### PROBLEM STATEMENT
Whenever the string "const" turns up in a line of the data below, copy that line.

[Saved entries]
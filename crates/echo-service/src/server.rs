//! Listener lifecycle.

use axum::Router;
use std::future::Future;
use std::{fmt, io};
use tokio::net::TcpListener;

use crate::ServiceConfig;

/// Failure to start or keep serving. Either one ends the process.
#[derive(Debug)]
pub enum ServerError {
    /// The configured address could not be bound.
    Bind { addr: String, source: io::Error },
    /// The accept loop failed after binding.
    Runtime(io::Error),
}

impl fmt::Display for ServerError {
    fn fmt(&self, f: &mut fmt::Formatter<'_>) -> fmt::Result {
        match self {
            Self::Bind { addr, source } => write!(f, "failed to bind {}: {}", addr, source),
            Self::Runtime(e) => write!(f, "server error: {}", e),
        }
    }
}

impl std::error::Error for ServerError {
    fn source(&self) -> Option<&(dyn std::error::Error + 'static)> {
        match self {
            Self::Bind { source, .. } => Some(source),
            Self::Runtime(e) => Some(e),
        }
    }
}

/// Bind `config.addr()` and serve until SIGINT or SIGTERM, then drain.
pub async fn serve_router(router: Router, config: &ServiceConfig) -> Result<(), ServerError> {
    let addr = config.addr();
    let listener = TcpListener::bind(addr.as_str())
        .await
        .map_err(|source| ServerError::Bind {
            addr: addr.clone(),
            source,
        })?;

    serve_with_shutdown(listener, router, shutdown_signal()).await
}

/// Serve on an already bound listener until `signal` resolves.
pub async fn serve_with_shutdown<F>(
    listener: TcpListener,
    router: Router,
    signal: F,
) -> Result<(), ServerError>
where
    F: Future<Output = ()> + Send + 'static,
{
    let local = listener.local_addr().map_err(ServerError::Runtime)?;
    tracing::info!(addr = %local, "listening");
    tracing::info!("health check: http://localhost:{}/health", local.port());

    axum::serve(listener, router)
        .with_graceful_shutdown(signal)
        .await
        .map_err(ServerError::Runtime)?;

    tracing::info!("server stopped");
    Ok(())
}

/// Resolves on SIGINT or (unix) SIGTERM. If a handler cannot be installed
/// that signal is never observed; the other one still works.
async fn shutdown_signal() {
    let ctrl_c = async {
        if let Err(err) = tokio::signal::ctrl_c().await {
            tracing::error!(error = %err, "cannot listen for SIGINT");
            std::future::pending::<()>().await;
        }
    };

    #[cfg(unix)]
    let terminate = async {
        use tokio::signal::unix::{signal, SignalKind};

        match signal(SignalKind::terminate()) {
            Ok(mut sigterm) => {
                sigterm.recv().await;
            }
            Err(err) => {
                tracing::error!(error = %err, "cannot listen for SIGTERM");
                std::future::pending::<()>().await;
            }
        }
    };

    #[cfg(not(unix))]
    let terminate = std::future::pending::<()>();

    tokio::select! {
        _ = ctrl_c => tracing::info!("received SIGINT, shutting down"),
        _ = terminate => tracing::info!("received SIGTERM, shutting down"),
    }
}
use echo_service::{RouterExt, ServiceConfig};

#[tokio::main]
async fn main() -> Result<(), Box<dyn std::error::Error>> {
    let config = ServiceConfig::load()?;

    tracing::info!(
        host = %config.host,
        port = %config.port,
        environment = %config.environment,
        "starting {}",
        config.service_name
    );

    if let Err(err) = echo_service::app(&config).serve(&config).await {
        tracing::error!(error = %err, "server failed");
        return Err(err.into());
    }

    Ok(())
}
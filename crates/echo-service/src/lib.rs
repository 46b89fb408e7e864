//! # echo-service
//!
//! A small axum service with a fixed route table:
//!
//! | Method | Path        | Response                                   |
//! |--------|-------------|--------------------------------------------|
//! | GET    | `/`         | service name, API version, endpoint list   |
//! | GET    | `/health`   | `{"status":"healthy","timestamp":<unix s>}` |
//! | POST   | `/api/echo` | `{"echo":<message>,"length":<chars>}`      |
//!
//! Configuration comes from the environment (`PORT`, `HOST`, ...), an
//! optional `.env` file and an optional file named by `CONFIG_FILE`.
//!
//! ## Features
//!
//! - `compression` (default) - compress responses when the client asks
//! - `cors` - CORS headers for the origins in `cors_origins`

pub mod config;
mod error;
pub mod layer;
mod router;
pub mod routes;
mod server;

pub use config::{Port, ServiceConfig};
pub use error::{EchoError, ErrorResponse, HttpError};
pub use router::{app, RouterExt};
pub use server::{serve_router, serve_with_shutdown, ServerError};
pub use service_kit::{ConfigError, Environment, LogFormat};
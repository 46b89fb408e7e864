use axum::http::{StatusCode, Uri};
use axum::response::{IntoResponse, Response};

use crate::error::ErrorResponse;

/// JSON 404 for anything outside the route table.
pub async fn fallback_handler(uri: Uri) -> Response {
    let body = ErrorResponse::from_status(
        StatusCode::NOT_FOUND,
        format!("no route for {}", uri.path()),
    );
    (StatusCode::NOT_FOUND, axum::Json(body)).into_response()
}
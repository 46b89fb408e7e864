//! `GET /health`: liveness check.
//!
//! Must not touch anything but the clock, so health checks keep answering while
//! the rest of the service is degraded.

use axum::routing::get;
use axum::{Json, Router};
use serde::Serialize;

pub const HEALTH_PATH: &str = "/health";

#[derive(Debug, Clone, PartialEq, Eq, Serialize)]
pub struct HealthResponse {
    pub status: &'static str,
    /// Unix seconds when the request was handled.
    pub timestamp: i64,
}

impl HealthResponse {
    pub fn now() -> Self {
        Self {
            status: "healthy",
            timestamp: chrono::Utc::now().timestamp(),
        }
    }
}

/// Returns a router with `GET /health`.
pub fn health_routes() -> Router {
    Router::new().route(HEALTH_PATH, get(health_handler))
}

async fn health_handler() -> Json<HealthResponse> {
    Json(HealthResponse::now())
}
//! Forge engine: transcript scraping, preview synthesis and export.
mod archive;
mod extract;
mod highlight;
mod persist;
mod preview;
mod snapshot;
mod synthesize;

pub use archive::{build_archive, ArchiveError, DEFAULT_ARCHIVE_NAME};
pub use extract::{extract_message, extract_snapshot, find_marker_names, ExtractedFile};
pub use highlight::{language_hint, Highlighter, NullHighlighter};
pub use persist::{ensure_output_dir, ArchiveSink, PersistError};
pub use preview::PreviewResource;
pub use snapshot::{
    parse_transcript, DocumentSnapshot, MessageRegion, TranscriptSource, MESSAGE_SELECTORS,
};
pub use synthesize::{synthesize_preview, SynthesisError, ENTRY_POINT};
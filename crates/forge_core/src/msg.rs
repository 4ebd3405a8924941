use crate::watch::TimerGeneration;

/// One file scraped out of a message: the marker name paired with the
/// trimmed text of its code block.
#[derive(Debug, Clone, PartialEq, Eq)]
pub struct ScrapedFile {
    pub name: String,
    pub content: String,
}

impl ScrapedFile {
    pub fn new(name: impl Into<String>, content: impl Into<String>) -> Self {
        Self {
            name: name.into(),
            content: content.into(),
        }
    }
}

/// Ordered `(filename, code)` pairs extracted from a single message.
/// Transient: recomputed on every scan, never stored.
#[derive(Debug, Clone, PartialEq, Eq, Default)]
pub struct ExtractionRecord {
    pub pairs: Vec<ScrapedFile>,
}

#[derive(Debug, Clone, PartialEq, Eq)]
pub enum Msg {
    /// The host document mutated. `within_panel` marks mutations caused by
    /// the tool's own output, which must not re-trigger a scan.
    MutationObserved { within_panel: bool },
    /// The trailing debounce timer fired.
    DebounceElapsed { generation: TimerGeneration },
    /// The interaction-suppression timeout fired.
    SuppressionElapsed { generation: TimerGeneration },
    /// Scraper results: one record per message, in document order.
    MessagesScraped { records: Vec<ExtractionRecord> },
    /// User selected a file in the tree.
    FileSelected { name: String },
    /// User clicked play/pause.
    PlayPauseClicked,
    /// User clicked clear.
    ClearClicked,
    /// User clicked download.
    DownloadClicked,
    /// Fallback for placeholder wiring.
    NoOp,
}
use std::fs;
use std::path::{Path, PathBuf};
use std::sync::mpsc;
use std::thread;
use std::time::{Duration, SystemTime};

use forge_core::Msg;
use forge_engine::{parse_transcript, DocumentSnapshot, TranscriptSource};

use super::ShellEvent;

/// Transcript file standing in for the host document.
pub struct FileTranscript {
    path: PathBuf,
}

impl FileTranscript {
    pub fn new(path: PathBuf) -> Self {
        Self { path }
    }
}

impl TranscriptSource for FileTranscript {
    fn snapshot(&self) -> std::io::Result<DocumentSnapshot> {
        let html = fs::read_to_string(&self.path)?;
        Ok(parse_transcript(&html))
    }
}

/// Polls the transcript and reports every observed change as a mutation.
/// Changes to files under the tool's own output directory count as
/// panel-origin, which the core ignores to avoid feedback loops.
pub fn spawn_watcher(
    path: PathBuf,
    output_dir: &Path,
    interval: Duration,
    tx: mpsc::Sender<ShellEvent>,
) {
    let within_panel = path.starts_with(output_dir);
    thread::spawn(move || {
        let mut last: Option<(Option<SystemTime>, u64)> = None;
        loop {
            let current = fs::metadata(&path)
                .ok()
                .map(|meta| (meta.modified().ok(), meta.len()));
            if current.is_some() && current != last {
                let event = ShellEvent::Core(Msg::MutationObserved { within_panel });
                if tx.send(event).is_err() {
                    break;
                }
            }
            last = current;
            thread::sleep(interval);
        }
    });
}
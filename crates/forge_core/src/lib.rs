//! Forge core: pure session state machine and view-model helpers.
mod effect;
mod msg;
mod state;
mod store;
mod update;
mod view_model;
mod watch;

pub use effect::{Effect, Notice};
pub use msg::{ExtractionRecord, Msg, ScrapedFile};
pub use state::{AppState, ENTRY_POINT};
pub use store::FileStore;
pub use update::update;
pub use view_model::AppViewModel;
pub use watch::{
    ScanDecision, ScanScheduler, SchedulerPhase, TimerGeneration, DEBOUNCE_QUIET_PERIOD,
    INTERACTION_SUPPRESSION,
};
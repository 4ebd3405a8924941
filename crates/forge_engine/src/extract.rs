use std::sync::OnceLock;

use forge_logging::forge_trace;
use regex::Regex;

use crate::snapshot::{DocumentSnapshot, MessageRegion};

/// A filename marker paired with the trimmed text of its code block.
#[derive(Debug, Clone, PartialEq, Eq)]
pub struct ExtractedFile {
    pub name: String,
    pub content: String,
}

/// Literal placeholder that appears in instructions to the assistant; it is
/// a known non-file and is always filtered out.
const NAME_PLACEHOLDER: &str = "filename.ext";

/// Marker convention: `[File: <stem>.<ext>]`, keyword case-insensitive,
/// extension required. Stems may contain word characters, dots, dashes and
/// whitespace; anything else fails the match and the content is never
/// captured.
fn marker_regex() -> &'static Regex {
    static MARKER: OnceLock<Regex> = OnceLock::new();
    MARKER.get_or_init(|| {
        Regex::new(r"(?i)\[file:\s*([\w.\-\s]+\.[a-z0-9]+)\]").expect("marker pattern")
    })
}

/// Filename markers in `text`, in order of appearance, trimmed, with the
/// placeholder filtered out.
pub fn find_marker_names(text: &str) -> Vec<String> {
    marker_regex()
        .captures_iter(text)
        .filter_map(|caps| caps.get(1))
        .map(|name| name.as_str().trim().to_string())
        .filter(|name| !name.eq_ignore_ascii_case(NAME_PLACEHOLDER))
        .collect()
}

/// Pairs the Nth marker with the Nth code block, positionally. Markers and
/// code blocks are assumed to appear in matching order and count; surplus
/// code blocks are dropped and surplus markers left unused. This mirrors the
/// documented source convention rather than guessing at proximity.
pub fn extract_message(region: &MessageRegion) -> Vec<ExtractedFile> {
    let names = find_marker_names(&region.text);
    if names.len() != region.code_blocks.len() {
        forge_trace!(
            "marker/code-block count mismatch: {} markers, {} blocks",
            names.len(),
            region.code_blocks.len()
        );
    }
    names
        .into_iter()
        .zip(region.code_blocks.iter())
        .map(|(name, code)| ExtractedFile {
            name,
            content: code.trim().to_string(),
        })
        .collect()
}

/// Extraction for every message of a snapshot, in document order. Messages
/// with no markers or no code blocks contribute an empty record.
pub fn extract_snapshot(snapshot: &DocumentSnapshot) -> Vec<Vec<ExtractedFile>> {
    snapshot.messages.iter().map(extract_message).collect()
}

### ANSWER BOX
pub const HEALTH_PATH: &str = "/health";
const NAME_PLACEHOLDER: &str = "filename.ext";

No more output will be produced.